Vom SaaS-Consulting zu magier: Gabriels Karriereweg
Lernt Gabriel kennen, den Head of Growth bei magier.
Seine Karriere begann im Marketing, doch der Weg dorthin, wo er heute steht, war alles andere als geradlinig. Mit über 12 Jahren Erfahrung dabei, B2B-Softwareunternehmen beim Wachstum ihres Kundenstamms zu unterstützen, einem Hintergrund in Design und Informatik sowie der Mitgründung mehrerer eigener Start-ups hat Gabriel die SaaS-Welt aus nahezu jeder Perspektive kennengelernt.
In diesem Interview erzählt er, wie er vom Designstudium zum Aufbau von Growth-Systemen gekommen ist, was ihn zu magier geführt hat und was seiner Meinung nach auch das beste Marketing der Welt nicht lösen kann.

Kannst du dich kurz vorstellen und uns etwas über deinen Werdegang erzählen, bevor du zu magier gekommen bist?
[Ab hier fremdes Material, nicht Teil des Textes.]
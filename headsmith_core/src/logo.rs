use std::path::Path;
use std::path::PathBuf;

use rand::seq::IndexedRandom;

use crate::HeaderError;
use crate::HeaderResult;
use crate::config::LogoConfig;

/// Supplies the logo lines embedded in a header.
pub trait LogoSource {
	/// The logo for the header being built.
	fn logo(&self) -> Vec<String>;

	/// Height of the tallest logo this source can return. Added to the scan
	/// window so a logo never pushes the closer out of reach.
	fn max_height(&self) -> usize;
}

/// Logo taken from `[logo]`: either the static lines or a random pick from
/// the `*.txt` files of a directory.
#[derive(Debug, Clone, Default)]
pub struct ConfiguredLogo {
	lines: Vec<String>,
	collection: Vec<Vec<String>>,
}

impl ConfiguredLogo {
	/// Static logo only.
	pub fn fixed(lines: Vec<String>) -> Self {
		Self {
			lines,
			collection: Vec::new(),
		}
	}

	/// Build from config. When random mode is enabled the directory is read
	/// eagerly; an empty directory falls back to the static lines.
	pub fn from_config(config: &LogoConfig, root: &Path) -> HeaderResult<Self> {
		let mut logo = Self::fixed(config.lines.clone());

		if config.random {
			if let Some(directory) = &config.directory {
				logo.collection = discover_logos(&root.join(directory))?;
			}
		}

		Ok(logo)
	}

	pub fn collection_len(&self) -> usize {
		self.collection.len()
	}
}

impl LogoSource for ConfiguredLogo {
	fn logo(&self) -> Vec<String> {
		let mut rng = rand::rng();
		self.collection
			.choose(&mut rng)
			.unwrap_or(&self.lines)
			.clone()
	}

	fn max_height(&self) -> usize {
		self.collection
			.iter()
			.map(Vec::len)
			.chain(std::iter::once(self.lines.len()))
			.max()
			.unwrap_or(0)
	}
}

/// Read every `*.txt` file in `directory` as a logo, sorted by file name.
pub fn discover_logos(directory: &Path) -> HeaderResult<Vec<Vec<String>>> {
	let to_error = |e: std::io::Error| {
		HeaderError::LogoDirectory {
			path: directory.display().to_string(),
			reason: e.to_string(),
		}
	};

	let mut paths: Vec<PathBuf> = std::fs::read_dir(directory)
		.map_err(to_error)?
		.filter_map(Result::ok)
		.map(|entry| entry.path())
		.filter(|path| {
			path.is_file()
				&& path
					.extension()
					.is_some_and(|ext| ext.eq_ignore_ascii_case("txt"))
		})
		.collect();
	paths.sort();

	let mut logos = Vec::with_capacity(paths.len());
	for path in paths {
		let content = std::fs::read_to_string(&path).map_err(to_error)?;
		let lines: Vec<String> = content.lines().map(|line| line.trim_end().to_string()).collect();
		if !lines.is_empty() {
			logos.push(lines);
		}
	}

	tracing::debug!(count = logos.len(), path = %directory.display(), "discovered logos");
	Ok(logos)
}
Ich bin Gabriel und arbeite im Bereich Marketing & Growth. Bevor ich zu magier gekommen bin, habe ich etwa zwölf Jahre lang B2B-Softwareunternehmen dabei beraten, wie sie ihren Kundenstamm ausbauen können.
Growth bedeutet für mich alles, was dazu beiträgt, die Anzahl der Kunden zu erhöhen. Neben Marketing gehören dazu auch Vertrieb, Produktoptimierung, Angebotsgestaltung, Analytics und das Verständnis der gesamten User Journey.
Meine Karriere begann allerdings überhaupt nicht im Growth-Bereich. Ursprünglich habe ich Design studiert. Relativ schnell habe ich jedoch gemerkt, dass mir die rein visuelle Seite nicht ausreicht. Ich hatte nicht das Gefühl, dass es mich erfüllt, ausschließlich an Pixeln zu arbeiten, ohne den größeren Zusammenhang oder den tatsächlichen Einfluss meiner Arbeit zu sehen. Deshalb habe ich mich entschieden, zur Informatik zu wechseln.
Das Spannende ist, dass ich sogar schon vor dem Studium mein erstes Unternehmen gegründet hatte: eine Marketingagentur. Während meines Designstudiums habe ich außerdem eine Plattform aufgebaut, die ähnlich wie Fiverr funktioniert hat. Später habe ich Teile der von uns entwickelten Software verkauft und mich neuen Projekten gewidmet. Auf diesem Weg habe ich weitere Unternehmen mitgegründet, Verantwortung für People Management und als CTO übernommen und kontinuierlich im Softwarebereich weiter aufgebaut.
Was hat dich erkennen lassen, dass SaaS der Bereich ist, auf den du dich konzentrieren möchtest?
Meiner Meinung nach ist SaaS mit Abstand das beste Geschäftsmodell überhaupt – vor allem jetzt, wo KI die Produktentwicklung zusätzlich beschleunigt. Aber auch schon davor war der Reiz immer derselbe: Es ist iterativ und lässt sich hervorragend skalieren.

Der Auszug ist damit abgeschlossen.